If the sheet A′ guided by the first and second guide plates 54a and 54b drops through the gap between the leading edges of the first and second guide plates 54a and 54b and is stacked on the sheet bundle A, the controller 203, on the basis of the positions of the first and second guide members 52a and 52b detected by the position detector 68, controls the drive mechanism, moves the first and second guide members 52a and 52b in the opposite direction to the direction when the open state is taken, and permits the first and second guide members 52a and 52b to stand by at the position where the distance W1 between the leading edges of the first and second guide plates 54a and 54b takes the closed state. Further, the first and second side plates 56a and 56b of the first and second guide members 52a and 52b, when taking the closed state aforementioned, perform the lateral alignment of the sheet bundle A in the width direction.

The first and second guide members 52a and 52b performing the lateral alignment stand by in the closed state and receive and guide the leading edges of another sheets conveyed subsequently.

The first and second guide members 52a and 52b repeat the aforementioned operation, thereby stack sequentially another sheets A′ conveyed subsequently by preventing the another sheets A′ from getting into the stacked sheet bundle A.

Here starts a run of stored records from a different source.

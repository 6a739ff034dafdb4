//! Prompt builder: system message plus a character-bounded history window.

use super::registry::FieldRegistry;
use super::state::{HistoryEntry, InterviewState};
use super::template::PromptTemplate;

/// Builds the message sequence sent to the model.
#[derive(Debug, Clone, Copy)]
pub struct PromptBuilder {
    history_limit: usize,
}

impl PromptBuilder {
    pub fn new(history_limit: usize) -> Self {
        Self { history_limit }
    }

    pub fn history_limit(&self) -> usize {
        self.history_limit
    }

    /// Renders the system message for the current field state.
    pub fn system_message(
        &self,
        registry: &FieldRegistry,
        template: &PromptTemplate,
        state: &InterviewState,
    ) -> String {
        let listing = registry
            .resolve(state)
            .iter()
            .map(|field| field.prompt_line())
            .collect::<Vec<_>>()
            .join("\n");
        template.render(&listing)
    }

    /// Returns `[system] + kept history` in chronological order.
    ///
    /// History is walked newest first, starting the running total at the
    /// system message length; the walk stops before the first message that
    /// brings the total to or past the limit. The system message itself is
    /// never trimmed.
    pub fn build(
        &self,
        registry: &FieldRegistry,
        template: &PromptTemplate,
        state: &InterviewState,
    ) -> Vec<HistoryEntry> {
        let system = self.system_message(registry, template, state);
        let mut total = system.chars().count();

        let mut kept: Vec<&HistoryEntry> = Vec::new();
        for entry in state.history.iter().rev() {
            total += entry.content_chars();
            if total >= self.history_limit {
                break;
            }
            kept.push(entry);
        }

        let mut messages = Vec::with_capacity(kept.len() + 1);
        messages.push(HistoryEntry::system(system));
        messages.extend(kept.into_iter().rev().cloned());
        messages
    }
}
//! PostgreSQL adapters - Database implementations for storage ports.
//!
//! - `PostgresConversationStore` - Interview state as JSONB rows
//! - `PostgresConfigSource` - Survey definition as a single JSONB row
//!
//! `connect` opens the pool and applies the bundled migrations.

mod config_source;
mod conversation_store;

pub use config_source::PostgresConfigSource;
pub use conversation_store::PostgresConversationStore;

use sqlx::postgres::PgPoolOptions;
use sqlx::PgPool;

use crate::config::DatabaseConfig;
use crate::ports::StoreError;

/// Opens a connection pool and optionally runs migrations.
pub async fn connect(config: &DatabaseConfig) -> Result<PgPool, StoreError> {
    let pool = PgPoolOptions::new()
        .max_connections(config.max_connections)
        .min_connections(config.min_connections)
        .acquire_timeout(config.acquire_timeout())
        .connect(&config.url)
        .await
        .map_err(|e| StoreError::DatabaseError(format!("Failed to connect: {}", e)))?;

    if config.run_migrations {
        sqlx::migrate!("./migrations")
            .run(&pool)
            .await
            .map_err(|e| StoreError::DatabaseError(format!("Failed to run migrations: {}", e)))?;
        tracing::info!("database migrations applied");
    }

    Ok(pool)
}
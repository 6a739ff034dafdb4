//! PostgreSQL implementation of ConversationStore.
//!
//! Each conversation is one row holding its interview state as JSONB.

use async_trait::async_trait;
use sqlx::types::Json;
use sqlx::{PgPool, Row};

use crate::domain::foundation::ConversationId;
use crate::domain::survey::InterviewState;
use crate::ports::{ConversationStore, StoreError};

#[derive(Clone)]
pub struct PostgresConversationStore {
    pool: PgPool,
}

impl PostgresConversationStore {
    pub fn new(pool: PgPool) -> Self {
        Self { pool }
    }
}

#[async_trait]
impl ConversationStore for PostgresConversationStore {
    async fn get(&self, id: &ConversationId) -> Result<Option<InterviewState>, StoreError> {
        let row = sqlx::query("SELECT state FROM conversations WHERE id = $1")
            .bind(id.as_str())
            .fetch_optional(&self.pool)
            .await
            .map_err(|e| StoreError::DatabaseError(format!("Failed to fetch conversation: {}", e)))?;

        match row {
            Some(row) => {
                let Json(state): Json<InterviewState> = row.try_get("state").map_err(|e| {
                    StoreError::DeserializationFailed(format!("Invalid state for {}: {}", id, e))
                })?;
                Ok(Some(state))
            }
            None => Ok(None),
        }
    }

    async fn put(&self, id: &ConversationId, state: &InterviewState) -> Result<(), StoreError> {
        sqlx::query(
            r#"
            INSERT INTO conversations (id, state, created_at, updated_at)
            VALUES ($1, $2, $3, $4)
            ON CONFLICT (id) DO UPDATE SET
                state = EXCLUDED.state,
                updated_at = EXCLUDED.updated_at
            "#,
        )
        .bind(id.as_str())
        .bind(Json(state))
        .bind(state.created_at)
        .bind(state.updated_at)
        .execute(&self.pool)
        .await
        .map_err(|e| StoreError::DatabaseError(format!("Failed to save conversation: {}", e)))?;

        Ok(())
    }

    async fn list(&self) -> Result<Vec<(ConversationId, InterviewState)>, StoreError> {
        let rows = sqlx::query("SELECT id, state FROM conversations ORDER BY id")
            .fetch_all(&self.pool)
            .await
            .map_err(|e| StoreError::DatabaseError(format!("Failed to list conversations: {}", e)))?;

        rows.into_iter()
            .map(|row| {
                let raw_id: String = row
                    .try_get("id")
                    .map_err(|e| StoreError::DeserializationFailed(e.to_string()))?;
                let id = ConversationId::new(raw_id)
                    .map_err(|e| StoreError::DeserializationFailed(e.to_string()))?;
                let Json(state): Json<InterviewState> = row
                    .try_get("state")
                    .map_err(|e| StoreError::DeserializationFailed(e.to_string()))?;
                Ok((id, state))
            })
            .collect()
    }

    async fn clear(&self) -> Result<(), StoreError> {
        sqlx::query("DELETE FROM conversations")
            .execute(&self.pool)
            .await
            .map_err(|e| StoreError::DatabaseError(format!("Failed to clear conversations: {}", e)))?;
        Ok(())
    }
}
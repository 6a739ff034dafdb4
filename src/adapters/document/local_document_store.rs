//! Local Filesystem Document Store - Implementation of DocumentStore.
//!
//! Documents are flat files named by their key. The content type is kept in
//! a `<key>.type` sidecar next to the body.
//!
//! # Atomic Writes
//!
//! Bodies are written to `<key>.tmp` and renamed into place, so a crash
//! never leaves a partially written document under its final key.

use async_trait::async_trait;
use std::path::PathBuf;
use tokio::fs;
use tokio::io::AsyncWriteExt;

use crate::domain::foundation::DocumentKey;
use crate::ports::{DocumentStore, DocumentStoreError, StoredDocument};

const DEFAULT_CONTENT_TYPE: &str = "application/octet-stream";

#[derive(Debug, Clone)]
pub struct LocalDocumentStore {
    base_path: PathBuf,
    max_bytes: usize,
}

impl LocalDocumentStore {
    /// ```rust,ignore
    /// let store = LocalDocumentStore::new("./data/documents", 10 * 1024 * 1024);
    /// ```
    pub fn new(base_path: impl Into<PathBuf>, max_bytes: usize) -> Self {
        Self {
            base_path: base_path.into(),
            max_bytes,
        }
    }

    fn document_path(&self, key: &DocumentKey) -> PathBuf {
        self.base_path.join(key.as_str())
    }

    fn temp_path(&self, key: &DocumentKey) -> PathBuf {
        self.base_path.join(format!("{}.tmp", key))
    }

    fn content_type_path(&self, key: &DocumentKey) -> PathBuf {
        self.base_path.join(format!("{}.type", key))
    }

    async fn ensure_base_dir(&self) -> Result<(), DocumentStoreError> {
        fs::create_dir_all(&self.base_path).await.map_err(|e| {
            DocumentStoreError::IoError(format!(
                "Failed to create directory {}: {}",
                self.base_path.display(),
                e
            ))
        })
    }
}

#[async_trait]
impl DocumentStore for LocalDocumentStore {
    async fn save(
        &self,
        file_name: &str,
        bytes: Vec<u8>,
        content_type: &str,
    ) -> Result<DocumentKey, DocumentStoreError> {
        if file_name.trim().is_empty() {
            return Err(DocumentStoreError::InvalidName(file_name.to_string()));
        }
        if bytes.len() > self.max_bytes {
            return Err(DocumentStoreError::TooLarge {
                size: bytes.len(),
                max: self.max_bytes,
            });
        }

        self.ensure_base_dir().await?;
        let key = DocumentKey::generate(file_name);
        let temp_path = self.temp_path(&key);

        let mut file = fs::File::create(&temp_path)
            .await
            .map_err(|e| DocumentStoreError::IoError(format!("Failed to create temp file: {}", e)))?;
        file.write_all(&bytes)
            .await
            .map_err(|e| DocumentStoreError::IoError(format!("Failed to write document: {}", e)))?;
        file.sync_all()
            .await
            .map_err(|e| DocumentStoreError::IoError(format!("Failed to sync document: {}", e)))?;

        fs::write(self.content_type_path(&key), content_type)
            .await
            .map_err(|e| DocumentStoreError::IoError(e.to_string()))?;
        fs::rename(&temp_path, self.document_path(&key))
            .await
            .map_err(|e| DocumentStoreError::IoError(format!("Failed to rename document: {}", e)))?;

        tracing::debug!(key = %key, size = bytes.len(), "document saved");
        Ok(key)
    }

    async fn get(&self, key: &DocumentKey) -> Result<Option<StoredDocument>, DocumentStoreError> {
        let path = self.document_path(key);
        if !path.exists() {
            return Ok(None);
        }

        let bytes = fs::read(&path)
            .await
            .map_err(|e| DocumentStoreError::IoError(e.to_string()))?;
        let content_type = fs::read_to_string(self.content_type_path(key))
            .await
            .unwrap_or_else(|_| DEFAULT_CONTENT_TYPE.to_string());

        Ok(Some(StoredDocument {
            key: key.clone(),
            content_type,
            bytes,
        }))
    }
}

#[cfg(test)]
mod tests {
    use super::*;
    use tempfile::TempDir;

    #[tokio::test]
    async fn save_then_get_returns_bytes_and_type() {
        let temp_dir = TempDir::new().unwrap();
        let store = LocalDocumentStore::new(temp_dir.path(), 1024);

        let key = store
            .save("cv.pdf", b"%PDF-1.4".to_vec(), "application/pdf")
            .await
            .unwrap();
        let document = store.get(&key).await.unwrap().unwrap();

        assert!(key.as_str().ends_with("_cv.pdf"));
        assert_eq!(key.file_name(), "cv.pdf");
        assert_eq!(document.bytes, b"%PDF-1.4".to_vec());
        assert_eq!(document.content_type, "application/pdf");
        assert!(!temp_dir.path().join(format!("{}.tmp", key)).exists());
    }

    #[tokio::test]
    async fn same_name_gets_distinct_keys() {
        let temp_dir = TempDir::new().unwrap();
        let store = LocalDocumentStore::new(temp_dir.path(), 1024);

        let first = store.save("cv.pdf", vec![1], "application/pdf").await.unwrap();
        let second = store.save("cv.pdf", vec![2], "application/pdf").await.unwrap();

        assert_ne!(first, second);
        assert_eq!(store.get(&first).await.unwrap().unwrap().bytes, vec![1]);
    }

    #[tokio::test]
    async fn rejects_oversized_documents() {
        let temp_dir = TempDir::new().unwrap();
        let store = LocalDocumentStore::new(temp_dir.path(), 4);

        let result = store.save("big.bin", vec![0; 5], "application/octet-stream").await;

        assert!(matches!(
            result,
            Err(DocumentStoreError::TooLarge { size: 5, max: 4 })
        ));
    }

    #[tokio::test]
    async fn rejects_blank_names() {
        let temp_dir = TempDir::new().unwrap();
        let store = LocalDocumentStore::new(temp_dir.path(), 4);

        let result = store.save("  ", vec![0], "text/plain").await;

        assert!(matches!(result, Err(DocumentStoreError::InvalidName(_))));
    }

    #[tokio::test]
    async fn missing_key_returns_none() {
        let temp_dir = TempDir::new().unwrap();
        let store = LocalDocumentStore::new(temp_dir.path(), 4);
        let key = DocumentKey::generate("nothing.txt");

        assert!(store.get(&key).await.unwrap().is_none());
    }
}
//! Command handlers.
//!
//! - `survey` - Turns, profile updates and attachments for one conversation
//! - `admin` - Survey configuration, token credits, clearing and export

pub mod admin;
pub mod survey;

pub use admin::{AdminError, AdminHandler};
pub use survey::{
    AttachDocumentCommand, AttachDocumentHandler, AttachError, AttachResult,
    ProcessMessageCommand, ProcessMessageHandler, ProfileError, TurnOutcome,
    UpdateProfileCommand, UpdateProfileHandler,
};
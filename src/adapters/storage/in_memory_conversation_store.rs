//! In-Memory Conversation Store Adapter
//!
//! Useful for testing and development.

use async_trait::async_trait;
use std::collections::BTreeMap;
use std::sync::Arc;
use tokio::sync::RwLock;

use crate::domain::foundation::ConversationId;
use crate::domain::survey::InterviewState;
use crate::ports::{ConversationStore, StoreError};

#[derive(Debug, Clone, Default)]
pub struct InMemoryConversationStore {
    states: Arc<RwLock<BTreeMap<ConversationId, InterviewState>>>,
}

impl InMemoryConversationStore {
    pub fn new() -> Self {
        Self::default()
    }

    /// Get the number of stored conversations
    pub async fn state_count(&self) -> usize {
        self.states.read().await.len()
    }
}

#[async_trait]
impl ConversationStore for InMemoryConversationStore {
    async fn get(&self, id: &ConversationId) -> Result<Option<InterviewState>, StoreError> {
        Ok(self.states.read().await.get(id).cloned())
    }

    async fn put(&self, id: &ConversationId, state: &InterviewState) -> Result<(), StoreError> {
        self.states.write().await.insert(id.clone(), state.clone());
        Ok(())
    }

    async fn list(&self) -> Result<Vec<(ConversationId, InterviewState)>, StoreError> {
        let states = self.states.read().await;
        Ok(states
            .iter()
            .map(|(id, state)| (id.clone(), state.clone()))
            .collect())
    }

    async fn clear(&self) -> Result<(), StoreError> {
        self.states.write().await.clear();
        Ok(())
    }
}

Further, if the sheet bundle A composed of the instructed number of sheets from the image forming apparatus 1 or PC 201 is stacked and aligned, the stapler 84 and anvil 85 staple the sheet bundle A and then the sheet folding unit 90 folds the sheet bundle A and discharges the sheet bundle A to the receiving tray 98.

Further, as shown in FIG. 8, when the sheet A′ reaches the stacker 80 and drops through the gap between the leading edges of the first and second guide plates 54a and 54b taking the open state, an assist member 92 for promoting the stacking operation for the sheet A′ may be installed. The assist member 92, when the sheet A′ is guided by the first and second guide members 52a and 52b taking the closed state, as shown by the dotted line, is shifted at the position where the assist member 92 is not an obstacle to conveyance and when dropping, rotates on the side of the guide member 74b, presses the Sheet A′, thereby promotes stacking Further, the assist member 92 may rotate before the first and second guide plates 54a and 54b take perfectly the open state and promote the stacking operation for the sheet A′. Even if the interval between the leading edges of the first and second guide plates 54a and 54b taking the open state is narrower than the sheet width, the stacking operation can be performed and the time of the stacking operation can be shortened. Further, on the portion of the assist member 92 for pressing the sheet A′, a rotatable roller 92a is installed, and the roller 92a is rotated, thus the longitudinal alignment of the sheet A′ can be promoted.

Further, as shown in FIG. 9A, the first and second guide members 52a and 52b may have a sectional shape of an L type depending on the guide plates 54a and the side plate 56b and as shown in FIG. 9B, the side plate 56b may be shaped so that the interval between the first and second side plates 56a and 56b on the side of receiving the sheet A′ conveyed is wide and the interval on the side of aligning the sheet bundle A is narrow.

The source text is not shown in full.